Glenn Gould—the great pianist and champion of Bach—remarking about Liszt’s piano music in general…


Finally, although I mentioned above that Brahms had volunteered to read the Liszt Sonata for Clara Schumann to hear—an astonishing/mind-blowing feat all by itself—this was not the first time that Brahms himself had heard the piece. As a young man, just 20 years old, he traveled from Hamburg, his hometown, to Dusseldorf, with the intention of meeting his idol, Robert Schumann. He was well received and became the closest friend to both Schumanns. Shortly after this visit, Brahms also went to Weimar to meet Franz Liszt. Sitting in on a master class of Liszt’s, where Liszt was playing through his newly composed Sonata, Brahms fell asleep, so uninteresting did he find it.


Inevitably, though, Liszt’s Sonata was recognized as the masterpiece that it is. Although, I should say there are still, to this day, those who feel that, because of the difficulties Liszt’s Sonata presents for the pianist, that the amount of work invested in learning it does not equal the (lesser) amount of player satisfaction one ultimately receives. There are numerous quotes from famous pianists about the sonata, all in agreement that the work falls apart in the hands of anyone who is not up to the task.

The first public performance of the piece, fortunately, was given by someone completely up to the task, the great Hans von Bulow. Von Bulow, a pianist/conductor, also premiered another “unplayable” work, Tchaikovsky’s Concerto in B-flat minor. (Von Bulow also married Liszt’s daughter, Cosima.)


And also fortunately, there have always been, throughout the past century and a half, pianists who are up to the task. Liszt’s Sonata has become a staple in the repertoire for all serious concert pianists. Walk down the corridors of practice rooms in any music conservatory, and you will definitely hear the Liszt Sonata being worked on! It is one of the Everests for classical pianists.

Aside from the work’s considerable technical difficulties, one reason the piece has attracted the attention of music scholars is its form. Even to this day, there is no solid agreement about its form. As I mentioned it is performed non-stop and is about 30 minutes long, one long arch of a piece. Within those 30 minutes, there is disagreement about whether Liszt’s intentions were to incorporate three—or four—“sub”-movements. This kind of structure was not without precedent—there was Schumann’s Fantasy, already mentioned, as well as Schubert’s greatest work for piano, his Wanderer Fantasy, both of which were large, continuous pieces-within-a-piece structures. But there had never been anything on the scale of Liszt’s sonata.
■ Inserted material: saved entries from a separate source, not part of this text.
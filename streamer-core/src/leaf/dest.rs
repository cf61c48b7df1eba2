// Licensed to the Apache Software Foundation (ASF) under one
// or more contributor license agreements.  See the NOTICE file
// distributed with this work for additional information
// regarding copyright ownership.  The ASF licenses this file
// to you under the Apache License, Version 2.0 (the
// "License"); you may not use this file except in compliance
// with the License.  You may obtain a copy of the License at
//
//   http://www.apache.org/licenses/LICENSE-2.0
//
// Unless required by applicable law or agreed to in writing,
// software distributed under the License is distributed on an
// "AS IS" BASIS, WITHOUT WARRANTIES OR CONDITIONS OF ANY
// KIND, either express or implied.  See the License for the
// specific language governing permissions and limitations
// under the License.

//! Destinations: where decoded values land, and what shape they have.
//!
//! A [`Destination`] is both the descriptor of the target (scalar, fixed array,
//! dynamic slice, string or generic value, plus the primitive type) and the
//! shared storage decoders write into between records.

use crate::buffer::{Reader, Writer};
use crate::error::Error;
use crate::value::Value;
use paste::paste;
use std::cell::RefCell;
use std::fmt;
use std::rc::Rc;

/// Shared, caller-owned storage for decoded values.
pub type Slot<T> = Rc<RefCell<T>>;

/// Creates a new [`Slot`] holding `v`.
pub fn slot<T>(v: T) -> Slot<T> {
    Rc::new(RefCell::new(v))
}

/// Current number of entries of a dynamic array, read before each record.
///
/// Fails when the counter holds a value that is not a valid length.
pub type CountFn = Rc<dyn Fn() -> Result<usize, Error>>;

/// Primitive type of a destination.
#[derive(Clone, Copy, Debug, PartialEq, Eq, Hash)]
pub enum Prim {
    Bool,
    I8,
    U8,
    I16,
    U16,
    I32,
    U32,
    I64,
    U64,
    F32,
    F64,
}

impl Prim {
    pub fn is_integer(self) -> bool {
        !matches!(self, Prim::Bool | Prim::F32 | Prim::F64)
    }

    /// Encoded width in bytes.
    pub fn width(self) -> usize {
        match self {
            Prim::Bool | Prim::I8 | Prim::U8 => 1,
            Prim::I16 | Prim::U16 => 2,
            Prim::I32 | Prim::U32 | Prim::F32 => 4,
            Prim::I64 | Prim::U64 | Prim::F64 => 8,
        }
    }
}

/// Rust types a decoder can write into.
pub trait Primitive: Copy + Default + PartialEq + fmt::Debug + 'static {
    const PRIM: Prim;

    fn scalar(slot: Slot<Self>) -> Scalar;

    fn array(slot: Slot<Vec<Self>>) -> Array;

    fn from_scalar(scalar: Scalar) -> Option<Slot<Self>>;

    fn from_array(array: Array) -> Option<Slot<Vec<Self>>>;

    fn read(reader: &mut Reader) -> Result<Self, Error>;

    fn write(self, writer: &mut Writer);

    fn from_value(value: &Value) -> Option<Self>;
}

macro_rules! primitives {
    ($($variant:ident: $ty:ty),+ $(,)?) => {
        /// A scalar destination.
        #[derive(Clone)]
        pub enum Scalar {
            $($variant(Slot<$ty>),)+
        }

        /// Storage of an array destination.
        #[derive(Clone)]
        pub enum Array {
            $($variant(Slot<Vec<$ty>>),)+
        }

        impl Scalar {
            pub fn prim(&self) -> Prim {
                match self {
                    $(Scalar::$variant(_) => Prim::$variant,)+
                }
            }

            /// Stores `value`, converting it to the slot type.
            pub fn set(&self, value: &Value) -> Result<(), Error> {
                match self {
                    $(Scalar::$variant(s) => {
                        *s.borrow_mut() = <$ty>::from_value(value).ok_or_else(|| {
                            Error::invalid_data(format!(
                                "cannot store {:?} into {}",
                                value,
                                stringify!($ty)
                            ))
                        })?;
                    })+
                }
                Ok(())
            }
        }

        impl Array {
            pub fn prim(&self) -> Prim {
                match self {
                    $(Array::$variant(_) => Prim::$variant,)+
                }
            }

            /// Replaces the contents with `values`, reusing the allocation.
            pub fn set(&self, values: &[Value]) -> Result<(), Error> {
                match self {
                    $(Array::$variant(s) => {
                        let mut v = s.borrow_mut();
                        v.clear();
                        for value in values {
                            v.push(<$ty>::from_value(value).ok_or_else(|| {
                                Error::invalid_data(format!(
                                    "cannot store {:?} into {}",
                                    value,
                                    stringify!($ty)
                                ))
                            })?);
                        }
                    })+
                }
                Ok(())
            }
        }

        paste! {
            $(
                impl Primitive for $ty {
                    const PRIM: Prim = Prim::$variant;

                    fn scalar(slot: Slot<Self>) -> Scalar {
                        Scalar::$variant(slot)
                    }

                    fn array(slot: Slot<Vec<Self>>) -> Array {
                        Array::$variant(slot)
                    }

                    fn from_scalar(scalar: Scalar) -> Option<Slot<Self>> {
                        match scalar {
                            Scalar::$variant(s) => Some(s),
                            _ => None,
                        }
                    }

                    fn from_array(array: Array) -> Option<Slot<Vec<Self>>> {
                        match array {
                            Array::$variant(s) => Some(s),
                            _ => None,
                        }
                    }

                    fn read(reader: &mut Reader) -> Result<Self, Error> {
                        reader.[<read_ $ty>]()
                    }

                    fn write(self, writer: &mut Writer) {
                        writer.[<write_ $ty>](self)
                    }

                    fn from_value(value: &Value) -> Option<Self> {
                        match value {
                            Value::$variant(v) => Some(*v),
                            _ => None,
                        }
                    }
                }
            )+
        }
    };
}

primitives!(
    Bool: bool,
    I8: i8,
    U8: u8,
    I16: i16,
    U16: u16,
    I32: i32,
    U32: u32,
    I64: i64,
    U64: u64,
    F32: f32,
    F64: f64,
);

impl Scalar {
    /// Counter view of an integer scalar.
    pub fn count_fn(&self) -> Option<CountFn> {
        fn count<T: Copy + TryInto<usize> + fmt::Display + 'static>(s: &Slot<T>) -> CountFn {
            let s = s.clone();
            Rc::new(move || {
                let v = *s.borrow();
                v.try_into()
                    .map_err(|_| Error::invalid_data(format!("invalid entry count {}", v)))
            })
        }
        let f = match self {
            Scalar::I8(s) => count(s),
            Scalar::U8(s) => count(s),
            Scalar::I16(s) => count(s),
            Scalar::U16(s) => count(s),
            Scalar::I32(s) => count(s),
            Scalar::U32(s) => count(s),
            Scalar::I64(s) => count(s),
            Scalar::U64(s) => count(s),
            Scalar::Bool(_) | Scalar::F32(_) | Scalar::F64(_) => return None,
        };
        Some(f)
    }
}

/// Where one field of a record is decoded to.
#[derive(Clone)]
pub enum Destination {
    Scalar(Scalar),
    /// Fixed-length array of the given length.
    Array(Array, usize),
    /// Array resized to the record's entry count.
    Slice(Array),
    String(Slot<String>),
    /// Generic decoded value, for schema-driven fields.
    Value(Slot<Value>),
}

/// Shape and type of a [`Destination`], without its storage.
#[derive(Clone, Copy, Debug, PartialEq, Eq)]
pub enum DestKind {
    Scalar(Prim),
    Array(Prim, usize),
    Slice(Prim),
    String,
    Value,
}

impl fmt::Display for DestKind {
    fn fmt(&self, f: &mut fmt::Formatter<'_>) -> fmt::Result {
        match self {
            DestKind::Scalar(p) => write!(f, "{:?}", p),
            DestKind::Array(p, n) => write!(f, "[{:?}; {}]", p, n),
            DestKind::Slice(p) => write!(f, "[{:?}]", p),
            DestKind::String => write!(f, "String"),
            DestKind::Value => write!(f, "Value"),
        }
    }
}

impl Destination {
    pub fn scalar<T: Primitive>(slot: Slot<T>) -> Self {
        Destination::Scalar(T::scalar(slot))
    }

    pub fn array<T: Primitive>(slot: Slot<Vec<T>>, len: usize) -> Self {
        Destination::Array(T::array(slot), len)
    }

    pub fn slice<T: Primitive>(slot: Slot<Vec<T>>) -> Self {
        Destination::Slice(T::array(slot))
    }

    pub fn string(slot: Slot<String>) -> Self {
        Destination::String(slot)
    }

    pub fn value(slot: Slot<Value>) -> Self {
        Destination::Value(slot)
    }

    pub fn kind(&self) -> DestKind {
        match self {
            Destination::Scalar(s) => DestKind::Scalar(s.prim()),
            Destination::Array(a, n) => DestKind::Array(a.prim(), *n),
            Destination::Slice(a) => DestKind::Slice(a.prim()),
            Destination::String(_) => DestKind::String,
            Destination::Value(_) => DestKind::Value,
        }
    }

    /// Primitive type of scalar and array destinations.
    pub fn prim(&self) -> Option<Prim> {
        match self {
            Destination::Scalar(s) => Some(s.prim()),
            Destination::Array(a, _) | Destination::Slice(a) => Some(a.prim()),
            Destination::String(_) | Destination::Value(_) => None,
        }
    }

    /// Stores a decoded `value` according to the destination shape.
    pub fn store(&self, value: Value) -> Result<(), Error> {
        match (self, value) {
            (Destination::Value(s), v) => *s.borrow_mut() = v,
            (Destination::String(s), Value::String(v)) => *s.borrow_mut() = v,
            (Destination::Scalar(s), v) => s.set(&v)?,
            (Destination::Array(a, _), Value::List(v)) | (Destination::Slice(a), Value::List(v)) => {
                a.set(&v)?
            }
            (dest, v) => {
                return Err(Error::invalid_data(format!(
                    "cannot store {:?} into {} destination",
                    v,
                    dest.kind()
                )))
            }
        }
        Ok(())
    }
}
// Licensed to the Apache Software Foundation (ASF) under one
// or more contributor license agreements.  See the NOTICE file
// distributed with this work for additional information
// regarding copyright ownership.  The ASF licenses this file
// to you under the Apache License, Version 2.0 (the
// "License"); you may not use this file except in compliance
// with the License.  You may obtain a copy of the License at
//
//   http://www.apache.org/licenses/LICENSE-2.0
//
// Unless required by applicable law or agreed to in writing,
// software distributed under the License is distributed on an
// "AS IS" BASIS, WITHOUT WARRANTIES OR CONDITIONS OF ANY
// KIND, either express or implied.  See the License for the
// specific language governing permissions and limitations
// under the License.

//! Class schemas: an ordered list of elements plus class identity.

use crate::buffer::{Reader, Writer};
use crate::config::Config;
use crate::ensure;
use crate::error::Error;
use crate::meta::{
    new_container_element_with, Element, ElementKind, StreamerBase, StreamerBasicType,
    StreamerString,
};
use crate::resolver::{factory, StreamerRegistry};
use crate::types::{ESTLType, TypeCode};

/// Class version the schema codec writes.
const STREAMER_INFO_VERSION: i16 = 9;

/// Class version of synthesized container schemas.
const CONTAINER_VERSION: i32 = 6;

/// Types that describe their own class layout.
///
/// Usually implemented with `#[derive(StreamerObject)]`.
pub trait StreamerOf {
    fn class_name() -> &'static str;

    fn class_version() -> i32;

    fn streamer_info(config: &Config) -> StreamerInfo;

    /// Registers the schemas of the classes this one embeds or derives from.
    fn register_dependencies(_registry: &StreamerRegistry) {}
}

/// Layout of one version of one class.
#[derive(Clone, Debug, Default, PartialEq)]
pub struct StreamerInfo {
    pub name: String,
    pub title: String,
    pub checksum: u32,
    pub clsver: i32,
    pub elems: Vec<Element>,
}

impl StreamerInfo {
    /// Creates a schema and computes its checksum from the layout.
    pub fn new(name: impl Into<String>, version: i32, elems: Vec<Element>) -> Self {
        let name = name.into();
        let checksum = checksum(&name, &elems);
        StreamerInfo {
            name,
            title: String::new(),
            checksum,
            clsver: version,
            elems,
        }
    }

    pub fn with_title(mut self, title: impl Into<String>) -> Self {
        self.title = title.into();
        self
    }

    /// Schema of a container class, holding a single `This` element.
    pub fn for_container(config: &Config, vtype: ESTLType, kind: impl Into<ElementKind>) -> Self {
        let elem = new_container_element_with(config, "This", vtype, kind);
        let name = elem.type_name().to_string();
        StreamerInfo::new(name, CONTAINER_VERSION, vec![elem])
    }

    pub fn name(&self) -> &str {
        &self.name
    }

    pub fn title(&self) -> &str {
        &self.title
    }

    pub fn checksum(&self) -> u32 {
        self.checksum
    }

    pub fn class_version(&self) -> i32 {
        self.clsver
    }

    pub fn elements(&self) -> &[Element] {
        &self.elems
    }

    pub fn element(&self, id: usize) -> Option<&Element> {
        self.elems.get(id)
    }

    /// Index and element of the member called `name`.
    pub fn find(&self, name: &str) -> Option<(usize, &Element)> {
        self.elems.iter().enumerate().find(|(_, e)| e.name() == name)
    }

    /// Appends the schema to `writer`; every element is prefixed by its class name.
    pub fn marshal(&self, writer: &mut Writer) -> Result<usize, Error> {
        writer.check()?;
        let pos = writer.write_header(STREAMER_INFO_VERSION);
        writer.write_string(&self.name);
        writer.write_string(&self.title);
        writer.write_u32(self.checksum);
        writer.write_i32(self.clsver);
        writer.write_i32(self.elems.len() as i32);
        for elem in &self.elems {
            writer.write_string(elem.class_name());
            elem.marshal(writer)?;
        }
        writer.set_byte_count(pos)
    }

    /// Overwrites the schema with the next one read from `reader`.
    ///
    /// Elements are instantiated through the element factory from their class name.
    pub fn unmarshal(&mut self, reader: &mut Reader) -> Result<(), Error> {
        reader.check()?;
        let hdr = reader.read_header()?;
        self.name = reader.read_string()?;
        self.title = reader.read_string()?;
        self.checksum = reader.read_u32()?;
        self.clsver = reader.read_i32()?;
        let n = reader.read_i32()?;
        ensure!(n >= 0, "streamer info {:?}: negative element count {}", self.name, n);
        self.elems.clear();
        let factory = factory();
        for _ in 0..n {
            let class = reader.read_string()?;
            let mut elem = factory.create(&class)?;
            elem.unmarshal(reader)?;
            self.elems.push(elem);
        }
        reader.check_header(&hdr, "TStreamerInfo")
    }
}

fn mix(mut id: u32, s: &str) -> u32 {
    for b in s.bytes() {
        id = id.wrapping_mul(3).wrapping_add(b as u32);
    }
    id
}

/// Checksum of a class layout: class name, then base names or member names,
/// type names and array bounds.
pub fn checksum(name: &str, elems: &[Element]) -> u32 {
    let mut id = mix(0, name);
    for elem in elems {
        if let Element::Base(base) = elem {
            id = mix(id, base.element.name());
            continue;
        }
        let common = elem.common();
        id = mix(id, common.name());
        id = mix(id, common.type_name());
        for &idx in common.maxidx.iter().take(common.arrdim.max(0) as usize) {
            id = id.wrapping_mul(3).wrapping_add(idx as u32);
        }
    }
    id
}

/// Schemas every registry starts with.
pub(crate) fn builtin_streamer_infos() -> Vec<StreamerInfo> {
    let tobject = StreamerInfo::new(
        "TObject",
        1,
        vec![
            StreamerBasicType::new("fUniqueID", "object unique identifier", TypeCode::UInt).into(),
            StreamerBasicType::new("fBits", "bit field status word", TypeCode::Bits).into(),
        ],
    )
    .with_title("Mother of all ROOT objects");

    let tnamed = StreamerInfo::new(
        "TNamed",
        1,
        vec![
            StreamerBase::new("TObject", "Basic ROOT object", 1).into(),
            StreamerString::new("fName", "object identifier").into(),
            StreamerString::new("fTitle", "object title").into(),
        ],
    )
    .with_title("The basis for a named object (name, title)");

    let tobjstring = StreamerInfo::new(
        "TObjString",
        1,
        vec![
            StreamerBase::new("TObject", "Basic ROOT object", 1).into(),
            StreamerString::new("fString", "wrapped TString").into(),
        ],
    )
    .with_title("Collectable string class");

    vec![tobject, tnamed, tobjstring]
}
There are three themes introduced early in the sonata, which form the melodic foundations for the entire work. As the work itself progresses—and soon becomes a challenge of technical endurance for the player during which listeners wonder: how long can this person keep this up?—Liszt writes, near the conclusion, a brutally difficult fugato that only those with enough “fuel left in the (technique) tank” can accomplish.

Since we know Liszt loved giving descriptive titles to his works, it may be meaningful that he did not do so with the Sonata. Perhaps he regarded its “meaning” as simply being beyond human expression. The nature of the various THEORIES about its possible meaning are interesting–and reflective of the profound impression the work leaves–in that they are all pretty “heavy.” It has variously been thought to reflect:

* the Faust legend
* Liszt’s own saint/sinner life
* a musical depiction of Milton’s Paradise Lost
* an allegory of the Garden of Eden story from the Bible

The drama of the work in its entirety is underscored by the fact that Liszt begins AND ends the piece in the most subdued, pianissimo fashion.


As is obvious from my first post on the Sonata, featuring Stephen Hough, I am a big Hough fan. Strangely, though, there is not a complete Hough performance of the Sonata on YouTube. But there are numerous others, some of them legendary, and choosing a great one is almost like throwing darts: all of them are impressive. I’ve chosen a performance by the young Chinese pianist, Yundi Li. I think it is almost as important, in listening to the Liszt Sonata, to SEE the performance as well as hear it. That is just the kind of work it is—it must be seen to be believed. I think Li’s performance is a good one.


As a related topic to the sonata, it is interesting to know that the 1960 movie Song Without End, which was a biopic of Liszt’s life starring Dick Bogarde as Franz Liszt, featured an orchestrated version of the Sonata—as well as other Liszt piano music played by pianist Jorge Bolet—as the movie’s score/background music. The movie won the Best Music Score Academy Award and the best Motion Picture Golden Globe.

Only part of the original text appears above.